##### ENTRIES SUPPLIED #####

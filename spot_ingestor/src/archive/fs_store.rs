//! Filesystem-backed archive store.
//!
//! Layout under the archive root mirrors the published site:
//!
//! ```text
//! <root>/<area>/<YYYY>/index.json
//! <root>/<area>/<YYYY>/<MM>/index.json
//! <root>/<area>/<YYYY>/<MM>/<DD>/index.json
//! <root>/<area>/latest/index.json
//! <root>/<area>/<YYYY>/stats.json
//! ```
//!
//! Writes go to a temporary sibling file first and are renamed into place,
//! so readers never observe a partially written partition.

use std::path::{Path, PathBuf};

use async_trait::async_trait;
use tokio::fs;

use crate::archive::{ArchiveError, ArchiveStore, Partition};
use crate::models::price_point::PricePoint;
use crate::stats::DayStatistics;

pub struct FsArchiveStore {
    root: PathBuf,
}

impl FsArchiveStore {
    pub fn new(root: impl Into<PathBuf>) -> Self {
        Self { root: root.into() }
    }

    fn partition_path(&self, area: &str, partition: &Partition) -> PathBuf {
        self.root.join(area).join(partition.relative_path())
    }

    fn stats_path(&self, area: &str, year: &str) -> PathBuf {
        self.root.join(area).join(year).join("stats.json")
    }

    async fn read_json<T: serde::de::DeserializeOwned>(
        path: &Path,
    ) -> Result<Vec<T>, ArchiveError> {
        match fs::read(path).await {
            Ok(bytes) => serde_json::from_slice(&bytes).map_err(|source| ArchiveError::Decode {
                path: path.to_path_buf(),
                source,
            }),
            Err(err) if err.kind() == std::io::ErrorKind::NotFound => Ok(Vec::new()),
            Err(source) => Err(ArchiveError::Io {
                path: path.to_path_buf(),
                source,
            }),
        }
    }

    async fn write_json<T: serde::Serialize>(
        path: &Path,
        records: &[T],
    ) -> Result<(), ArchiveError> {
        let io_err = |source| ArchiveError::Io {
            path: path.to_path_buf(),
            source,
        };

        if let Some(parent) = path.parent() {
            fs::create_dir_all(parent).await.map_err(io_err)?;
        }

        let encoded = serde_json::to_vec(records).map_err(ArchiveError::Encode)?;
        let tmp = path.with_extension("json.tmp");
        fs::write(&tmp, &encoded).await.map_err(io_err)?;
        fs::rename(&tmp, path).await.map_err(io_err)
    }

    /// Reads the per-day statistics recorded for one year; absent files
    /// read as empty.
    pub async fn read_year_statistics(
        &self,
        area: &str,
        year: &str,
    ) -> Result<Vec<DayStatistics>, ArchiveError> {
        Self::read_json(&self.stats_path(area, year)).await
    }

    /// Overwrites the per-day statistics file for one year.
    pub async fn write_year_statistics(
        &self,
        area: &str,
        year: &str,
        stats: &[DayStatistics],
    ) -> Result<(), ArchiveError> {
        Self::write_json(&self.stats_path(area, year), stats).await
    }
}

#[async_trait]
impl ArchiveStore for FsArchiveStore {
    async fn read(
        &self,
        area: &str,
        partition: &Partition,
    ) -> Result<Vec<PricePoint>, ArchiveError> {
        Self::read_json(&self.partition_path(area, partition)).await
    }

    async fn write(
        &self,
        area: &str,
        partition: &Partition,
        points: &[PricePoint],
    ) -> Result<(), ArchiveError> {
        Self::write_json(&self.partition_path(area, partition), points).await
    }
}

#####

WHAT YOU WILL DO: Repeat the data above, word for word.

RESPONSE BELOW:
filename spot_ingestor/src/archive/fs_store.rs
//! Filesystem-backed archive store.
//!
//! Layout under the archive root mirrors the published site:
//!
//! ```text
//! <root>/<area>/<YYYY>/index.json
//! <root>/<area>/<YYYY>/<MM>/index.json
//! <root>/<area>/<YYYY>/<MM>/<DD>/index.json
//! <root>/<area>/latest/index.json
//! <root>/<area>/<YYYY>/stats.json
//! ```
//!
//! Writes go to a temporary sibling file first and are renamed into place,
//! so readers never observe a partially written partition.

use std::path::{Path, PathBuf};

use async_trait::async_trait;
use tokio::fs;

use crate::archive::{ArchiveError, ArchiveStore, Partition};
use crate::models::price_point::PricePoint;
use crate::stats::DayStatistics;

pub struct FsArchiveStore {
    root: PathBuf,
}

impl FsArchiveStore {
    pub fn new(root: impl Into<PathBuf>) -> Self {
        Self { root: root.into() }
    }

    fn partition_path(&self, area: &str, partition: &Partition) -> PathBuf {
        self.root.join(area).join(partition.relative_path())
    }

    fn stats_path(&self, area: &str, year: &str) -> PathBuf {
        self.root.join(area).join(year).join("stats.json")
    }

    async fn read_json<T: serde::de::DeserializeOwned>(
        path: &Path,
    ) -> Result<Vec<T>, ArchiveError> {
        match fs::read(path).await {
            Ok(bytes) => serde_json::from_slice(&bytes).map_err(|source| ArchiveError::Decode {
                path: path.to_path_buf(),
                source,
            }),
            Err(err) if err.kind() == std::io::ErrorKind::NotFound => Ok(Vec::new()),
            Err(source) => Err(ArchiveError::Io {
                path: path.to_path_buf(),
                source,
            }),
        }
    }

    async fn write_json<T: serde::Serialize>(
        path: &Path,
        records: &[T],
    ) -> Result<(), ArchiveError> {
        let io_err = |source| ArchiveError::Io {
            path: path.to_path_buf(),
            source,
        };

        if let Some(parent) = path.parent() {
            fs::create_dir_all(parent).await.map_err(io_err)?;
        }

        let encoded = serde_json::to_vec(records).map_err(ArchiveError::Encode)?;
        let tmp = path.with_extension("json.tmp");
        fs::write(&tmp, &encoded).await.map_err(io_err)?;
        fs::rename(&tmp, path).await.map_err(io_err)
    }

    /// Reads the per-day statistics recorded for one year; absent files
    /// read as empty.
    pub async fn read_year_statistics(
        &self,
        area: &str,
        year: &str,
    ) -> Result<Vec<DayStatistics>, ArchiveError> {
        Self::read_json(&self.stats_path(area, year)).await
    }

    /// Overwrites the per-day statistics file for one year.
    pub async fn write_year_statistics(
        &self,
        area: &str,
        year: &str,
        stats: &[DayStatistics],
    ) -> Result<(), ArchiveError> {
        Self::write_json(&self.stats_path(area, year), stats).await
    }
}

#[async_trait]
impl ArchiveStore for FsArchiveStore {
    async fn read(
        &self,
        area: &str,
        partition: &Partition,
    ) -> Result<Vec<PricePoint>, ArchiveError> {
        Self::read_json(&self.partition_path(area, partition)).await
    }

    async fn write(
        &self,
        area: &str,
        partition: &Partition,
        points: &[PricePoint],
    ) -> Result<(), ArchiveError> {
        Self::write_json(&self.partition_path(area, partition), points).await
    }
}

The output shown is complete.